Pullin looked destined for second place with just metres to go in the final but the Australian Institute of Sport athlete was able to manufacture a perfectly timed manoeuvre on the finish line that made it impossible for the judges to separate the first two riders in a photo finish.
After a lengthy deliberation, Pullin and Poland’s Mateusz Ligocki were declared joint winners, ahead of the third placed Austrian Alessandro Haemmerle.
The win is the 24th medal won by an Australian athlete in elite wintersport competition this season and combining Winter Olympic Games, World Championships and World Cup medals, Pullin’s gold is Australia’s 300th medal.
Pullin’s victory, his third this season, clinched the World Cup Crystal Globe trophy, the highest honour in World Cup competition, which is awarded to the athlete who finishes the season on top of the series points table.
It is the second time Pullin has won the Crystal Globe trophy and, like his first time in 2011, he has achieved this exceptional feat in the same year as winning the World Championships title, offering irrefutable proof that the Australian, with seven finals appearances in seven races, is clearly the season’s best rider.
With one World Cup round still to be contested, the world number one has increased the margin over his closest rival, Austria’s Markus Schairer, to 1750 points.
With a maximum of 1000 points up for grabs in the season ending finals in Sierra Nevada, Spain, next weekend, the Australian holds an unassailable lead.
After posting the second fastest time in the qualification session, the day went to plan with the AIS rider notching wins in the round of 32 and his quarter final, before qualifying for the medal round with a second place in a semi-final.
Pullin said the last turn in the final was pivotal to today’s result.
“As we came into the bottom section in the last turn, that was a make or break situation,” he said.
“It was tricky for me because of the slipstream with all riders bunched up again. The decision I had to make was to take a very high line and carry speed across the long flat to the finish or take the low line and block my line but perhaps risk being passed.
“I went for the high line and it paid off.”
In contrast, Ligocki took the low line, which did not generate the same amount of speed out of the turn and although the manoeuvre put the Pole into the lead, Pullin had the velocity approaching the line.
Pullin was able to close a two length deficit, only to brush shoulders with Ligocki about 20 metres from the line, which again cost the Australian valuable speed.
As the two contenders approached the finish, Pullin thrust his board forward just as they crossed the line to bring about the unprecedented dead-heat.
A delighted Pullin said that this season has been “my perfect season.”
“Seven races, seven finals, World Championships victory, Globe locked away, it can’t be better,” he said.
“There’s been a certain amount of intensity, what I call Ninja mode, being able to stay in focus all season.
“I’ve been that way for the last 12 months. Every training run, every weight I lift really counts to me. At the start of the season it is hard to see the big picture but looking back, that’s what I stuck to and that’s what’s worked.
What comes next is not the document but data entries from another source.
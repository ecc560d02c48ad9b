//! Axis and letter value objects
//!
//! An [`Axis`] is one of the four dichotomies a question measures. Each axis
//! owns an ordered pair of [`Letter`]s; the first letter is credited when the
//! user picks a question's first option, the second letter otherwise.

use serde::{Deserialize, Deserializer, Serialize, Serializer};

/// One of the eight personality letters
#[derive(Debug, Clone, Copy, PartialEq, Eq, Hash, PartialOrd, Ord)]
pub enum Letter {
    E,
    I,
    S,
    N,
    T,
    F,
    J,
    P,
}

impl Letter {
    /// All letters, grouped by axis in type-code order.
    pub const ALL: [Letter; 8] = [
        Letter::E,
        Letter::I,
        Letter::S,
        Letter::N,
        Letter::T,
        Letter::F,
        Letter::J,
        Letter::P,
    ];

    pub fn as_char(&self) -> char {
        match self {
            Letter::E => 'E',
            Letter::I => 'I',
            Letter::S => 'S',
            Letter::N => 'N',
            Letter::T => 'T',
            Letter::F => 'F',
            Letter::J => 'J',
            Letter::P => 'P',
        }
    }

    /// Parse a letter, accepting lower case
    pub fn from_char(c: char) -> Option<Letter> {
        match c.to_ascii_uppercase() {
            'E' => Some(Letter::E),
            'I' => Some(Letter::I),
            'S' => Some(Letter::S),
            'N' => Some(Letter::N),
            'T' => Some(Letter::T),
            'F' => Some(Letter::F),
            'J' => Some(Letter::J),
            'P' => Some(Letter::P),
            _ => None,
        }
    }

    /// The axis this letter belongs to
    pub fn axis(&self) -> Axis {
        match self {
            Letter::E | Letter::I => Axis::EI,
            Letter::S | Letter::N => Axis::SN,
            Letter::T | Letter::F => Axis::TF,
            Letter::J | Letter::P => Axis::JP,
        }
    }

    /// Dense index in `0..8`, matching the order of [`Letter::ALL`]
    pub(crate) fn index(&self) -> usize {
        match self {
            Letter::E => 0,
            Letter::I => 1,
            Letter::S => 2,
            Letter::N => 3,
            Letter::T => 4,
            Letter::F => 5,
            Letter::J => 6,
            Letter::P => 7,
        }
    }
}

impl std::fmt::Display for Letter {
    fn fmt(&self, f: &mut std::fmt::Formatter<'_>) -> std::fmt::Result {
        write!(f, "{}", self.as_char())
    }
}

/// A personality dichotomy measured by a question
#[derive(Debug, Clone, Copy, PartialEq, Eq, Hash, PartialOrd, Ord)]
pub enum Axis {
    /// Extraversion / Introversion
    EI,
    /// Sensing / Intuition
    SN,
    /// Thinking / Feeling
    TF,
    /// Judging / Perceiving
    JP,
}

impl Axis {
    /// Axes in the order their letters appear in a type code.
    pub const ALL: [Axis; 4] = [Axis::EI, Axis::SN, Axis::TF, Axis::JP];

    /// The fixed (first, second) letter pair for this axis
    pub fn letters(&self) -> (Letter, Letter) {
        match self {
            Axis::EI => (Letter::E, Letter::I),
            Axis::SN => (Letter::S, Letter::N),
            Axis::TF => (Letter::T, Letter::F),
            Axis::JP => (Letter::J, Letter::P),
        }
    }

    pub fn as_str(&self) -> &'static str {
        match self {
            Axis::EI => "E/I",
            Axis::SN => "S/N",
            Axis::TF => "T/F",
            Axis::JP => "J/P",
        }
    }

    /// Position of this axis inside a type code
    pub fn position(&self) -> usize {
        match self {
            Axis::EI => 0,
            Axis::SN => 1,
            Axis::TF => 2,
            Axis::JP => 3,
        }
    }
}

impl std::fmt::Display for Axis {
    fn fmt(&self, f: &mut std::fmt::Formatter<'_>) -> std::fmt::Result {
        write!(f, "{}", self.as_str())
    }
}

impl std::str::FromStr for Axis {
    type Err = String;

    fn from_str(s: &str) -> Result<Self, Self::Err> {
        match s.trim().to_uppercase().as_str() {
            "E/I" | "EI" => Ok(Axis::EI),
            "S/N" | "SN" => Ok(Axis::SN),
            "T/F" | "TF" => Ok(Axis::TF),
            "J/P" | "JP" => Ok(Axis::JP),
            other => Err(format!(
                "Unknown axis: {}. Valid: E/I, S/N, T/F, J/P",
                other
            )),
        }
    }
}

impl Serialize for Axis {
    fn serialize<S>(&self, serializer: S) -> Result<S::Ok, S::Error>
    where
        S: Serializer,
    {
        serializer.serialize_str(self.as_str())
    }
}

impl<'de> Deserialize<'de> for Axis {
    fn deserialize<D>(deserializer: D) -> Result<Self, D::Error>
    where
        D: Deserializer<'de>,
    {
        let s = String::deserialize(deserializer)?;
        s.parse().map_err(serde::de::Error::custom)
    }
}

#[cfg(test)]
mod tests {
    use super::*;

    #[test]
    fn test_axis_letter_pairs() {
        assert_eq!(Axis::EI.letters(), (Letter::E, Letter::I));
        assert_eq!(Axis::SN.letters(), (Letter::S, Letter::N));
        assert_eq!(Axis::TF.letters(), (Letter::T, Letter::F));
        assert_eq!(Axis::JP.letters(), (Letter::J, Letter::P));
    }

    #[test]
    fn test_every_letter_belongs_to_its_axis_pair() {
        for letter in Letter::ALL {
            let (first, second) = letter.axis().letters();
            assert!(letter == first || letter == second);
        }
    }

    #[test]
    fn test_letter_index_matches_all_order() {
        for (i, letter) in Letter::ALL.iter().enumerate() {
            assert_eq!(letter.index(), i);
        }
    }

    #[test]
    fn test_axis_parse() {
        assert_eq!("E/I".parse::<Axis>().unwrap(), Axis::EI);
        assert_eq!("sn".parse::<Axis>().unwrap(), Axis::SN);
        assert_eq!(" T/F ".parse::<Axis>().unwrap(), Axis::TF);
        assert!("X/Y".parse::<Axis>().is_err());
    }

    #[test]
    fn test_axis_serde_uses_slash_form() {
        let json = serde_json::to_string(&Axis::JP).unwrap();
        assert_eq!(json, "\"J/P\"");
        let axis: Axis = serde_json::from_str("\"S/N\"").unwrap();
        assert_eq!(axis, Axis::SN);
    }

    #[test]
    fn test_axis_positions_follow_code_order() {
        for (i, axis) in Axis::ALL.iter().enumerate() {
            assert_eq!(axis.position(), i);
        }
    }

    #[test]
    fn test_letter_from_char() {
        assert_eq!(Letter::from_char('e'), Some(Letter::E));
        assert_eq!(Letter::from_char('P'), Some(Letter::P));
        assert_eq!(Letter::from_char('X'), None);
    }
}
“Winning the overall title was playing on my mind today and I knew I had to go for the win.
“My key today was being really smooth, really fluent and to carry momentum.”
Pullin praised his coach AIS Head Coach Ben Wordsworth for his role, along with his parents who have supported his dreams since he skied for the first time at the age of three and the AIS / Olympic Winter Institute of Australia scholarship program, which has set up the outstanding results enjoyed across a number of wintersport disciplines this season.
NSW Institute of Sport athletes Cam Bolton and 17-year-old Jarryd Hughes both made the finals but were eliminated in the round of 32.
In the women’s event, Australia’s world number eight, NSWIS rider Belle Brockhoff finished the day in ninth place behind winning French rider Nelly Moenne Loccoz, Canada’s Dominique Maltais in second and Czech Eva Samkova in third. Australia’s Torah Bright was 22nd.